** INFORMATION SUPPLIED **
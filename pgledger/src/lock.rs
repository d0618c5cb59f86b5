//! Session-level advisory lock serializing runners that target the same ledger.
//!
//! Without it, two runners started at the same moment can both see a migration
//! as pending. Both execute it; the second ledger insert then fails with
//! [`Error::DuplicateRecord`](crate::Error::DuplicateRecord) and that runner's
//! transaction is rolled back.

use std::ops::{Deref, DerefMut};

use postgres::Client;
use sha2::{Digest, Sha256};

use crate::error::{Error, Phase};
use crate::ledger::Ledger;

/// Derive the `pg_advisory_lock` key for a ledger.
pub(crate) fn lock_key(ledger: &Ledger) -> i64 {
    let mut hasher = Sha256::new();
    hasher.update(b"pgledger:");
    hasher.update(ledger.namespace().as_bytes());
    hasher.update(b".");
    hasher.update(ledger.table().as_bytes());
    let digest = hasher.finalize();

    let mut key = [0u8; 8];
    key.copy_from_slice(&digest[..8]);
    i64::from_be_bytes(key)
}

/// Holds the advisory lock for as long as it lives; unlocks on drop.
pub(crate) struct AdvisoryLock<'a> {
    client: &'a mut Client,
    key: i64,
}

impl<'a> AdvisoryLock<'a> {
    /// Block until the lock for `ledger` is granted to this session.
    pub fn acquire(client: &'a mut Client, ledger: &Ledger) -> Result<Self, Error> {
        let key = lock_key(ledger);

        #[cfg(feature = "tracing")]
        tracing::debug!(key, ledger = %ledger, "Acquiring advisory lock");

        client
            .execute("SELECT pg_advisory_lock($1)", &[&key])
            .map_err(|e| Error::from_postgres(Phase::AdvisoryLock, None, e))?;

        Ok(Self { client, key })
    }
}

impl Deref for AdvisoryLock<'_> {
    type Target = Client;

    fn deref(&self) -> &Client {
        self.client
    }
}

impl DerefMut for AdvisoryLock<'_> {
    fn deref_mut(&mut self) -> &mut Client {
        self.client
    }
}

impl Drop for AdvisoryLock<'_> {
    fn drop(&mut self) {
        // A closed session has already released its locks
        if self.client.is_closed() {
            return;
        }

        if let Err(_error) = self
            .client
            .execute("SELECT pg_advisory_unlock($1)", &[&self.key])
        {
            #[cfg(feature = "tracing")]
            tracing::warn!(key = self.key, error = %_error, "Failed to release advisory lock");
        }
    }
}

#[cfg(test)]
mod tests {
    use super::*;
    use crate::test_postgres::fresh_postgres_db;

    #[test]
    fn key_depends_on_namespace_and_table() {
        let a = lock_key(&Ledger::new("public", "migrations"));
        assert_eq!(a, lock_key(&Ledger::new("public", "migrations")));
        assert_ne!(a, lock_key(&Ledger::new("app", "migrations")));
        assert_ne!(a, lock_key(&Ledger::new("public", "schema_log")));
    }

    #[test]
    fn lock_is_released_on_drop() {
        let (mut client, db_name) = fresh_postgres_db();
        let mut other = crate::test_postgres::connect_to(&db_name);
        let ledger = Ledger::new("public", "migrations");
        let key = lock_key(&ledger);

        {
            let _lock = AdvisoryLock::acquire(&mut client, &ledger).unwrap();
            let granted: bool = other
                .query_one("SELECT pg_try_advisory_lock($1)", &[&key])
                .unwrap()
                .get(0);
            assert!(!granted, "lock should be held by the first session");
        }

        let granted: bool = other
            .query_one("SELECT pg_try_advisory_lock($1)", &[&key])
            .unwrap()
            .get(0);
        assert!(granted, "lock should be free once the guard is dropped");
    }
}
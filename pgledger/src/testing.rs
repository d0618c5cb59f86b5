//! Testing utilities for migration development.
//!
//! [`TestHarness`] pairs a PostgreSQL client with a temporary migrations
//! directory, so a test can write migration files, run them, and assert on the
//! resulting schema and ledger.
//!
//! ```ignore
//! use pgledger::testing::TestHarness;
//!
//! #[test]
//! fn creates_users() {
//!     let client = get_test_client(); // however you connect to a test database
//!     let mut harness = TestHarness::new(client);
//!
//!     harness.write_migration("001_users.sql", "CREATE TABLE users (id SERIAL PRIMARY KEY)");
//!     let report = harness.run().unwrap();
//!
//!     assert_eq!(report.applied(), vec!["001_users.sql"]);
//!     harness.assert_table_exists("users");
//!     assert_eq!(harness.ledger_names(), vec!["001_users.sql"]);
//! }
//! ```
//!
//! Helpers panic on failure, like the `assert!` family.

use std::fs;
use std::path::{Path, PathBuf};

use postgres::types::FromSql;
use postgres::Client;
use tempfile::TempDir;

use crate::core::DEFAULT_NAMESPACE;
use crate::{Error, Migrator, RunReport};

pub struct TestHarness {
    client: Client,
    dir: TempDir,
    namespace: String,
}

impl TestHarness {
    /// Create a harness around `client` with an empty migrations directory.
    pub fn new(client: Client) -> Self {
        Self {
            client,
            dir: TempDir::new().expect("failed to create temporary migrations directory"),
            namespace: DEFAULT_NAMESPACE.to_string(),
        }
    }

    /// Use `namespace` for the ledger and for table assertions.
    pub fn with_namespace(mut self, namespace: impl Into<String>) -> Self {
        self.namespace = namespace.into();
        self
    }

    pub fn client(&mut self) -> &mut Client {
        &mut self.client
    }

    pub fn migrations_dir(&self) -> &Path {
        self.dir.path()
    }

    /// Write (or overwrite) a migration file.
    pub fn write_migration(&self, name: &str, sql: &str) -> PathBuf {
        let path = self.dir.path().join(name);
        fs::write(&path, sql)
            .unwrap_or_else(|e| panic!("failed to write migration {}: {}", name, e));
        path
    }

    /// A migrator over the harness directory and namespace, for further configuration.
    pub fn migrator(&self) -> Migrator {
        Migrator::new(self.dir.path()).with_namespace(self.namespace.as_str())
    }

    /// Run all pending migrations with the default settings.
    pub fn run(&mut self) -> Result<RunReport, Error> {
        let migrator = self.migrator();
        migrator.run(&mut self.client)
    }

    /// Execute SQL directly (for setting up test data).
    pub fn execute(&mut self, sql: &str) {
        self.client
            .batch_execute(sql)
            .unwrap_or_else(|e| panic!("failed to execute {:?}: {}", sql, e));
    }

    /// Query a single value.
    ///
    /// Note: The type `T` must be an owned type (e.g., `String` not `&str`).
    pub fn query_one<T>(&mut self, sql: &str) -> T
    where
        T: for<'a> FromSql<'a>,
    {
        self.client
            .query_one(sql, &[])
            .unwrap_or_else(|e| panic!("query {:?} failed: {}", sql, e))
            .get(0)
    }

    /// Query all values from a single-column result.
    pub fn query_all<T>(&mut self, sql: &str) -> Vec<T>
    where
        T: for<'a> FromSql<'a>,
    {
        self.client
            .query(sql, &[])
            .unwrap_or_else(|e| panic!("query {:?} failed: {}", sql, e))
            .iter()
            .map(|row| row.get(0))
            .collect()
    }

    /// Names recorded in the ledger, in the order they were applied.
    pub fn ledger_names(&mut self) -> Vec<String> {
        let migrator = self.migrator();
        migrator
            .history(&mut self.client)
            .unwrap_or_else(|e| panic!("failed to read ledger: {}", e))
            .into_iter()
            .map(|record| record.name)
            .collect()
    }

    fn table_exists(&mut self, table_name: &str) -> bool {
        self.client
            .query_one(
                "SELECT EXISTS (SELECT FROM information_schema.tables WHERE table_schema = $1 AND table_name = $2)",
                &[&self.namespace, &table_name],
            )
            .unwrap_or_else(|e| panic!("failed to look up table {}: {}", table_name, e))
            .get(0)
    }

    /// Assert that a table exists in the harness namespace.
    pub fn assert_table_exists(&mut self, table_name: &str) {
        assert!(
            self.table_exists(table_name),
            "Table '{}.{}' does not exist",
            self.namespace,
            table_name
        );
    }

    /// Assert that a table does not exist in the harness namespace.
    pub fn assert_table_not_exists(&mut self, table_name: &str) {
        assert!(
            !self.table_exists(table_name),
            "Table '{}.{}' exists but should not",
            self.namespace,
            table_name
        );
    }
}

#[cfg(test)]
mod tests {
    use super::*;
    use crate::test_postgres::get_test_client;

    #[test]
    fn runs_written_migrations() {
        let mut harness = TestHarness::new(get_test_client());
        harness.write_migration("001_users.sql", "CREATE TABLE users (id SERIAL PRIMARY KEY)");
        harness.write_migration(
            "002_seed.sql",
            "INSERT INTO users DEFAULT VALUES; INSERT INTO users DEFAULT VALUES;",
        );

        let report = harness.run().unwrap();

        assert_eq!(report.applied(), vec!["001_users.sql", "002_seed.sql"]);
        harness.assert_table_exists("users");
        assert_eq!(harness.query_one::<i64>("SELECT COUNT(*) FROM users"), 2);
        assert_eq!(harness.ledger_names(), vec!["001_users.sql", "002_seed.sql"]);
    }

    #[test]
    fn failed_migration_leaves_no_table() {
        let mut harness = TestHarness::new(get_test_client());
        harness.write_migration("001_broken.sql", "CREATE TABLE t (id INT); SELECT nope;");

        let report = harness.run().unwrap();

        assert_eq!(report.failed().len(), 1);
        harness.assert_table_not_exists("t");
        assert!(harness.ledger_names().is_empty());
    }

    #[test]
    fn custom_namespace() {
        let mut harness = TestHarness::new(get_test_client()).with_namespace("app");
        harness.write_migration("001_items.sql", "CREATE TABLE items (id INT)");

        harness.run().unwrap();

        harness.assert_table_exists("items");
        assert_eq!(
            harness.query_all::<String>("SELECT name FROM app.migrations"),
            vec!["001_items.sql".to_string()]
        );
    }
}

** WHAT IS REQUIRED **
From the entries above, write out only the lines starting at the line that holds "released its locks" and ending at the line that holds "let (mut client, db_name)", keeping both and matching them exactly.

** EXPECTED ANSWER **
        // A closed session has already released its locks
        if self.client.is_closed() {
            return;
        }

        if let Err(_error) = self
            .client
            .execute("SELECT pg_advisory_unlock($1)", &[&self.key])
        {
            #[cfg(feature = "tracing")]
            tracing::warn!(key = self.key, error = %_error, "Failed to release advisory lock");
        }
    }
}

#[cfg(test)]
mod tests {
    use super::*;
    use crate::test_postgres::fresh_postgres_db;

    #[test]
    fn key_depends_on_namespace_and_table() {
        let a = lock_key(&Ledger::new("public", "migrations"));
        assert_eq!(a, lock_key(&Ledger::new("public", "migrations")));
        assert_ne!(a, lock_key(&Ledger::new("app", "migrations")));
        assert_ne!(a, lock_key(&Ledger::new("public", "schema_log")));
    }

    #[test]
    fn lock_is_released_on_drop() {
        let (mut client, db_name) = fresh_postgres_db();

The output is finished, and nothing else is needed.